Visione strategica e prospettive per il 2026
Walter Fontana ha spiegato:
“L’impatto eventuale sarebbe comunque indiretto; osservando i piani dei produttori vedo ancora intenzione di crescita e l’arrivo di nuovi modelli per il 2026. Nel segmento che serviamo il cliente è meno sensibile agli aumenti di prezzo: spesso, con tempi di attesa che possono raggiungere i due anni, la priorità è ottenere il veicolo piuttosto che risparmiare.”
Questa posizione riflette una strategia di focus sul valore e sulla qualità, che richiede capacità di investimento per mantenere attivi impianti avanzati e linee produttive affidabili. Per i fornitori del settore lusso la solidità finanziaria e la continuità operativa sono elementi distintivi richiesti dai costruttori.
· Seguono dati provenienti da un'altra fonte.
//! Classification outcome and its risk interpretation.

use serde::Serialize;

/// Label of the healthy class.
pub const NORMAL_LABEL: &str = "Normal";

#[derive(Debug, Clone, Copy, PartialEq, Eq, PartialOrd, Ord, Serialize)]
#[serde(rename_all = "lowercase")]
pub enum RiskLevel {
    Low,
    Medium,
    High,
}

impl RiskLevel {
    pub fn label(&self) -> &'static str {
        match self {
            Self::Low => "low",
            Self::Medium => "medium",
            Self::High => "high",
        }
    }
}

impl std::fmt::Display for RiskLevel {
    fn fmt(&self, f: &mut std::fmt::Formatter<'_>) -> std::fmt::Result {
        f.write_str(self.label())
    }
}

/// One classifier decision.
#[derive(Debug, Clone, PartialEq, Serialize)]
pub struct InferenceResult {
    pub label: String,
    pub class_index: usize,
    /// `distribution[class_index]`.
    pub confidence: f32,
    /// Raw model scores in label order.
    pub distribution: Vec<f32>,
}

impl InferenceResult {
    pub fn is_normal(&self) -> bool {
        self.label == NORMAL_LABEL
    }

    /// `Normal` is always low; otherwise high above 0.8, medium above 0.6.
    pub fn risk_level(&self) -> RiskLevel {
        if self.is_normal() {
            RiskLevel::Low
        } else if self.confidence > 0.8 {
            RiskLevel::High
        } else if self.confidence > 0.6 {
            RiskLevel::Medium
        } else {
            RiskLevel::Low
        }
    }

    /// Non-normal result with confidence above `threshold`.
    pub fn is_alert(&self, threshold: f32) -> bool {
        !self.is_normal() && self.confidence > threshold
    }
}
//! Rolling audio window shared between the capture thread and the scheduler.
//!
//! [`RingBuffer`] is the plain fixed-capacity circular store; it is not
//! thread-safe on its own.  [`RingAudioBuffer`] wraps it in a `Mutex` and is
//! the only type the rest of the crate touches: the capture thread calls
//! [`append`](RingAudioBuffer::append), the scheduler calls
//! [`snapshot_if_full`](RingAudioBuffer::snapshot_if_full).
//!
//! # Example
//!
//! ```rust
//! use edgesense::audio::RingAudioBuffer;
//!
//! let buf = RingAudioBuffer::new(4);
//! buf.append(&[1, 2, 3]);
//! assert!(buf.snapshot_if_full().is_none()); // not ready yet
//!
//! buf.append(&[4, 5]); // 5 samples → horizon 4 → oldest dropped
//! assert_eq!(buf.snapshot_if_full(), Some(vec![2, 3, 4, 5]));
//! ```

use std::sync::{Mutex, MutexGuard};

use super::Sample;

// ---------------------------------------------------------------------------
// RingBuffer
// ---------------------------------------------------------------------------

/// A fixed-capacity circular buffer.
///
/// When [`push_slice`](Self::push_slice) would exceed `capacity`, the oldest
/// samples are overwritten.  The buffer never allocates beyond its initial
/// capacity.
pub struct RingBuffer<T> {
    buf: Vec<T>,
    capacity: usize,
    /// Index of the *next* write position (wraps around `capacity`).
    write_pos: usize,
    /// Number of valid samples currently stored (≤ `capacity`).
    len: usize,
}

impl<T: Copy + Default> RingBuffer<T> {
    /// Create a new ring buffer with the given `capacity`.
    ///
    /// # Panics
    ///
    /// Panics if `capacity == 0`.
    pub fn new(capacity: usize) -> Self {
        assert!(capacity > 0, "RingBuffer capacity must be > 0");
        Self {
            buf: vec![T::default(); capacity],
            capacity,
            write_pos: 0,
            len: 0,
        }
    }

    /// Append `data`, overwriting the oldest samples once full.
    pub fn push_slice(&mut self, data: &[T]) {
        // Only the newest `capacity` items can survive; skip the rest.
        let data = if data.len() > self.capacity {
            &data[data.len() - self.capacity..]
        } else {
            data
        };

        for &item in data {
            self.buf[self.write_pos] = item;
            self.write_pos = (self.write_pos + 1) % self.capacity;
        }
        self.len = (self.len + data.len()).min(self.capacity);
    }

    /// Copy all stored samples in chronological order.  The buffer is left
    /// untouched.
    pub fn snapshot(&self) -> Vec<T> {
        if self.len < self.capacity {
            // Never wrapped: valid data starts at 0.
            return self.buf[..self.len].to_vec();
        }

        // Full: the oldest sample sits where the next write would go.
        let mut result = Vec::with_capacity(self.capacity);
        result.extend_from_slice(&self.buf[self.write_pos..]);
        result.extend_from_slice(&self.buf[..self.write_pos]);
        result
    }

    /// Discard all samples and reset the write position.
    pub fn clear(&mut self) {
        self.write_pos = 0;
        self.len = 0;
    }

    /// Number of valid samples currently stored.
    pub fn len(&self) -> usize {
        self.len
    }

    /// Returns `true` when the buffer contains no samples.
    pub fn is_empty(&self) -> bool {
        self.len == 0
    }

    /// Maximum number of samples the buffer can hold.
    pub fn capacity(&self) -> usize {
        self.capacity
    }

    /// Returns `true` once the buffer holds `capacity` samples.
    pub fn is_full(&self) -> bool {
        self.len == self.capacity
    }
}

// ---------------------------------------------------------------------------
// RingAudioBuffer
// ---------------------------------------------------------------------------

/// Thread-safe rolling store of the most recent `horizon` samples.
///
/// Every operation takes the same lock, so an `append` in progress is never
/// visible to a concurrent snapshot.  Callers only ever receive owned copies.
pub struct RingAudioBuffer {
    inner: Mutex<RingBuffer<Sample>>,
    horizon: usize,
}

impl RingAudioBuffer {
    /// Create a buffer retaining exactly `horizon` samples.
    ///
    /// # Panics
    ///
    /// Panics if `horizon == 0`.
    pub fn new(horizon: usize) -> Self {
        Self {
            inner: Mutex::new(RingBuffer::new(horizon)),
            horizon,
        }
    }

    /// Create a buffer sized for `window_secs` of mono audio at `sample_rate`.
    pub fn for_window(sample_rate: u32, window_secs: f32) -> Self {
        Self::new((sample_rate as f32 * window_secs).round() as usize)
    }

    /// Append `samples` in order, evicting the oldest ones beyond the horizon.
    pub fn append(&self, samples: &[Sample]) {
        if samples.is_empty() {
            return;
        }
        self.lock().push_slice(samples);
    }

    /// Copy of the full window, or `None` while fewer than `horizon` samples
    /// have been captured.
    pub fn snapshot_if_full(&self) -> Option<Vec<Sample>> {
        let buf = self.lock();
        if buf.is_full() {
            Some(buf.snapshot())
        } else {
            None
        }
    }

    /// Drop all history.  Readiness is lost until the buffer refills.
    pub fn reset(&self) {
        self.lock().clear();
    }

    /// Number of samples currently held.
    pub fn len(&self) -> usize {
        self.lock().len()
    }

    pub fn is_empty(&self) -> bool {
        self.lock().is_empty()
    }

    /// Returns `true` when a snapshot would succeed right now.
    pub fn is_ready(&self) -> bool {
        self.lock().is_full()
    }

    /// Window length in samples.
    pub fn horizon(&self) -> usize {
        self.horizon
    }

    /// Seconds of audio currently held, assuming `sample_rate` Hz mono.
    pub fn duration_secs(&self, sample_rate: u32) -> f32 {
        if sample_rate == 0 {
            return 0.0;
        }
        self.len() as f32 / sample_rate as f32
    }

    // A panic while holding the lock cannot leave the ring half-written in a
    // way that breaks its invariants, so poisoning is ignored.
    fn lock(&self) -> MutexGuard<'_, RingBuffer<Sample>> {
        self.inner.lock().unwrap_or_else(|e| e.into_inner())
    }
}

impl std::fmt::Debug for RingAudioBuffer {
    fn fmt(&self, f: &mut std::fmt::Formatter<'_>) -> std::fmt::Result {
        f.debug_struct("RingAudioBuffer")
            .field("horizon", &self.horizon)
            .field("len", &self.len())
            .finish()
    }
}

// ---------------------------------------------------------------------------
// Tests
// ---------------------------------------------------------------------------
Sul fronte dei rischi, rimangono variabili importanti: il costo delle materie prime, la transizione verso nuove tecnologie (incluso l’uso crescente di materiali alternativi e le esigenze legate all’elettrificazione) e possibili evoluzioni regolamentari che possono influenzare cicli produttivi e investimenti.
Di conseguenza, la capacità del gruppo di continuare a soddisfare ordini complessi, investire in innovazione e garantire continuità produttiva sarà cruciale per consolidare la posizione sui mercati di riferimento e cogliere le opportunità previste per i prossimi anni.